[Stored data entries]
= = = = =

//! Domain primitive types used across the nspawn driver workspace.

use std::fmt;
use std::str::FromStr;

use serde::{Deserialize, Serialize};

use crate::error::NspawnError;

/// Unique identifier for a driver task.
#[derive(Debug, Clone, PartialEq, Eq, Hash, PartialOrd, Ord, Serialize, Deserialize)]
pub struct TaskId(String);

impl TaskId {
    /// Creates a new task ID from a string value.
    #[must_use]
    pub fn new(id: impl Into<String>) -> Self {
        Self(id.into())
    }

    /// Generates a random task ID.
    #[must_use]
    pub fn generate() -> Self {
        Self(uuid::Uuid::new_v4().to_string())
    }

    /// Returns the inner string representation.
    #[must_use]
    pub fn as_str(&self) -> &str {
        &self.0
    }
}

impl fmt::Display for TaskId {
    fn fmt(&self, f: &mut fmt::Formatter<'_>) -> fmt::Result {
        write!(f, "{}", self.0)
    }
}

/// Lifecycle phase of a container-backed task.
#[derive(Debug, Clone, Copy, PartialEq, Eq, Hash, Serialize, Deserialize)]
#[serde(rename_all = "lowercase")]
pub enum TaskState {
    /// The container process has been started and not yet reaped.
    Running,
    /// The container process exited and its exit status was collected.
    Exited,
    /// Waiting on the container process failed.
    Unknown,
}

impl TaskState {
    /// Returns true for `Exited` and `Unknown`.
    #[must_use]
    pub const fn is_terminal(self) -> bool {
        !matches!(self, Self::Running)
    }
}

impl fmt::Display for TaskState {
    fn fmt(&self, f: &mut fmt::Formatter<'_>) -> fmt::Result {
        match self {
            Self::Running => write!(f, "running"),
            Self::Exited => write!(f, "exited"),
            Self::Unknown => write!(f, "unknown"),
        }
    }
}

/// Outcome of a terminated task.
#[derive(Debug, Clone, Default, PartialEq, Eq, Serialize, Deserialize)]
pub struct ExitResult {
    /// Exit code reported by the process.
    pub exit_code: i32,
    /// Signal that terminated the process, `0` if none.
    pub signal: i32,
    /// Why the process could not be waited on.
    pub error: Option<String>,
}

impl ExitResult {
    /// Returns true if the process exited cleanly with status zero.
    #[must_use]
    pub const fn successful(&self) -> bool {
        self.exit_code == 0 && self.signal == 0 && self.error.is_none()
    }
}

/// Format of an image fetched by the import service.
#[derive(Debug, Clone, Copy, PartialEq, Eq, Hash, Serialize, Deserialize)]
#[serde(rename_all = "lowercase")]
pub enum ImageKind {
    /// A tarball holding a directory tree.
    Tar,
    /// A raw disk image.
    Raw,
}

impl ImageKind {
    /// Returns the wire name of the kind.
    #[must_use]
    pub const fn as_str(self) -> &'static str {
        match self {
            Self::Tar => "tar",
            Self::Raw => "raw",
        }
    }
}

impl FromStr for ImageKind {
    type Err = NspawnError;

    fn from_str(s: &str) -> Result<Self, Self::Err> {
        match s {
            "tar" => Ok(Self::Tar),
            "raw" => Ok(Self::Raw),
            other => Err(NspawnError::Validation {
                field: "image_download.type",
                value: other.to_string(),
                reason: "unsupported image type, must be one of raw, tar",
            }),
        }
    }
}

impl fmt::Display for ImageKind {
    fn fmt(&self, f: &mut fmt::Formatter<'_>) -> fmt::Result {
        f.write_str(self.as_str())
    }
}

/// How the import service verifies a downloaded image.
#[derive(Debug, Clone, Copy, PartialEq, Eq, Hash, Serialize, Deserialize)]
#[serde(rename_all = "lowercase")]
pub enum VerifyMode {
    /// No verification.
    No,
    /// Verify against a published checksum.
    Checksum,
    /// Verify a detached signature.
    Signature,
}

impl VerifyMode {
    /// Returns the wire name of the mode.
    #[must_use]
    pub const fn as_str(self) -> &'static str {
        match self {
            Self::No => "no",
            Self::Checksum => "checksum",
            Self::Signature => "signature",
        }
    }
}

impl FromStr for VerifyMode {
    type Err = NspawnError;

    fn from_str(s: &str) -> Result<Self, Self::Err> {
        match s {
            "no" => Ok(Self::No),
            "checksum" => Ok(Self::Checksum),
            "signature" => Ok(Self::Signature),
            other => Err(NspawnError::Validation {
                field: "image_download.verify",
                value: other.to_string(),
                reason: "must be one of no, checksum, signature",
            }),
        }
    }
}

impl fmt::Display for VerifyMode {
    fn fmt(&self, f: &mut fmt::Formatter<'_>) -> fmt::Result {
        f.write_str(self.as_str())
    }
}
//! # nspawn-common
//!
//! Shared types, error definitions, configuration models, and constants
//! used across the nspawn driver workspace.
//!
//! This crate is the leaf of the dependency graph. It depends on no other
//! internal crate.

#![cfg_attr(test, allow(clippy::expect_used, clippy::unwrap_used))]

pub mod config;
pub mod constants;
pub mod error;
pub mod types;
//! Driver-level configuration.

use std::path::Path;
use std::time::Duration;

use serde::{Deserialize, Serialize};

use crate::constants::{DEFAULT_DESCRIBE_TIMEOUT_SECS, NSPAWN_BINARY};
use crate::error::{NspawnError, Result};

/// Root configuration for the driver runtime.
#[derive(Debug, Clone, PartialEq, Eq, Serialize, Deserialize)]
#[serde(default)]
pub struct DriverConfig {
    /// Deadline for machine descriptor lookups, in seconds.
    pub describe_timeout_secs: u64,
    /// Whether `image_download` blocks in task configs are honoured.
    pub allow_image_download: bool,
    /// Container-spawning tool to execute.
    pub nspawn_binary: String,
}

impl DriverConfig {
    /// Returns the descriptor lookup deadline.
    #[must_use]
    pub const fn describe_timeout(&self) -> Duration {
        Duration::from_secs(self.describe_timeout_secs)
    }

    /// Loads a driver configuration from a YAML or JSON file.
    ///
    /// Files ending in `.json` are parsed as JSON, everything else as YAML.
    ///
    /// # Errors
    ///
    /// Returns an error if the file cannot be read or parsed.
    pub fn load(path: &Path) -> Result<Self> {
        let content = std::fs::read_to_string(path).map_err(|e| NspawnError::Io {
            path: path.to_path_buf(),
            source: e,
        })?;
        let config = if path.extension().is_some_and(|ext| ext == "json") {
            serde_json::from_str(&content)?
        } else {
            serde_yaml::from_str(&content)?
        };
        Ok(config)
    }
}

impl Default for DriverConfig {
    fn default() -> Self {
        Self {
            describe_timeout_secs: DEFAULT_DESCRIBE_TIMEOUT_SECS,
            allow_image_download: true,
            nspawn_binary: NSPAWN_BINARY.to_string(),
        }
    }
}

= = = = =

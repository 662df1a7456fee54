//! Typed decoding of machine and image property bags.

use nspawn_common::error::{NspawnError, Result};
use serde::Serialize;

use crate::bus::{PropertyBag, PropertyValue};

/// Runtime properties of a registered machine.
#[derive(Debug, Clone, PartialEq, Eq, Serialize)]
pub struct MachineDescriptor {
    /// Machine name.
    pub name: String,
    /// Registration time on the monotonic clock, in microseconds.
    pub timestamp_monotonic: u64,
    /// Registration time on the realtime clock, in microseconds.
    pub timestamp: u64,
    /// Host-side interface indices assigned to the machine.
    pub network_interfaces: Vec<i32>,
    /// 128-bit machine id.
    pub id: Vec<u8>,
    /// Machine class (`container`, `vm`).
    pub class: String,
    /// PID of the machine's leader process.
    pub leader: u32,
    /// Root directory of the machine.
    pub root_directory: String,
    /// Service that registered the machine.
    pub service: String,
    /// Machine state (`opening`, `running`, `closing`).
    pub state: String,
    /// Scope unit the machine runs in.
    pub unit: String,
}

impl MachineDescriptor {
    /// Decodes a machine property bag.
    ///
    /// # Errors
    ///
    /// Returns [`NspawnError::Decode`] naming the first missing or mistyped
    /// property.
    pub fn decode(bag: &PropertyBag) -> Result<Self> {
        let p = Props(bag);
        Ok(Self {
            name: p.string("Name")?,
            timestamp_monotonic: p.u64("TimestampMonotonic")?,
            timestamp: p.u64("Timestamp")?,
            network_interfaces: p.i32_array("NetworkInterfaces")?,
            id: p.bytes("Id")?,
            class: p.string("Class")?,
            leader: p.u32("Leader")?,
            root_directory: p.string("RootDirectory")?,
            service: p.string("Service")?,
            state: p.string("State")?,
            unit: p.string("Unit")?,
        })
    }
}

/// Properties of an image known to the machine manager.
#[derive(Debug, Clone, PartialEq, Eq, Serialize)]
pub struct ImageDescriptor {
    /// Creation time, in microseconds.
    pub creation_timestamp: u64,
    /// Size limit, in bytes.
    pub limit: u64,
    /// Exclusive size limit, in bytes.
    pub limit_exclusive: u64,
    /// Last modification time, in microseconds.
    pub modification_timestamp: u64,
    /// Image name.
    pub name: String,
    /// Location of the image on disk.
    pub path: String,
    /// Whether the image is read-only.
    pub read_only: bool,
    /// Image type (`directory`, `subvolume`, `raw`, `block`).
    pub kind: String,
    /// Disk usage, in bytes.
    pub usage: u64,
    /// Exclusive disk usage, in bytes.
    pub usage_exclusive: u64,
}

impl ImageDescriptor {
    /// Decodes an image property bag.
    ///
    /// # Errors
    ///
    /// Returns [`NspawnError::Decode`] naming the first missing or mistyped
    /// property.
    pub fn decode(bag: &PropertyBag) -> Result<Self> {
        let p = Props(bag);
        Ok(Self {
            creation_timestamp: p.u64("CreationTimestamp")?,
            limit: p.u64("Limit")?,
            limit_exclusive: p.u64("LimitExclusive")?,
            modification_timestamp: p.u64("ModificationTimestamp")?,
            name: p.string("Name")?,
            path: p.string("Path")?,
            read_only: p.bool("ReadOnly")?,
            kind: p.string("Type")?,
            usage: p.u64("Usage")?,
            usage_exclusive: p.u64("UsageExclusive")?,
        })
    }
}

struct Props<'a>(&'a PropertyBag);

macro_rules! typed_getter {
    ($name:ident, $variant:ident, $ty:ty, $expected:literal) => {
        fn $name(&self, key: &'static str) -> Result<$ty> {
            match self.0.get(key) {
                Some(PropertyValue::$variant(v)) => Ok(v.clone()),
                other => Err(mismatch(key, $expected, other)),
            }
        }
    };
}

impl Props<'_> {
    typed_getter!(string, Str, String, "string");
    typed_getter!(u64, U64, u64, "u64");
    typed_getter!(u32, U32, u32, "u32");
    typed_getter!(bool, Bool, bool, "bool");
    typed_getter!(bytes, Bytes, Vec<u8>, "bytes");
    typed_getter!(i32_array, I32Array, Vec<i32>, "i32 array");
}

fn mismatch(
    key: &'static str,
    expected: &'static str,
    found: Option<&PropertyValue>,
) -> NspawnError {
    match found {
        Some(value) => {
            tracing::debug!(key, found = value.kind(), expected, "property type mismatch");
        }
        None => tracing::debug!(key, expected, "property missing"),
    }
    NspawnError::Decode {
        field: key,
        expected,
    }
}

= = = = =

Find the word "PropertyValue" in the records and pull out each line that has it.

use crate::bus::{PropertyBag, PropertyValue};
                Some(PropertyValue::$variant(v)) => Ok(v.clone()),
    found: Option<&PropertyValue>,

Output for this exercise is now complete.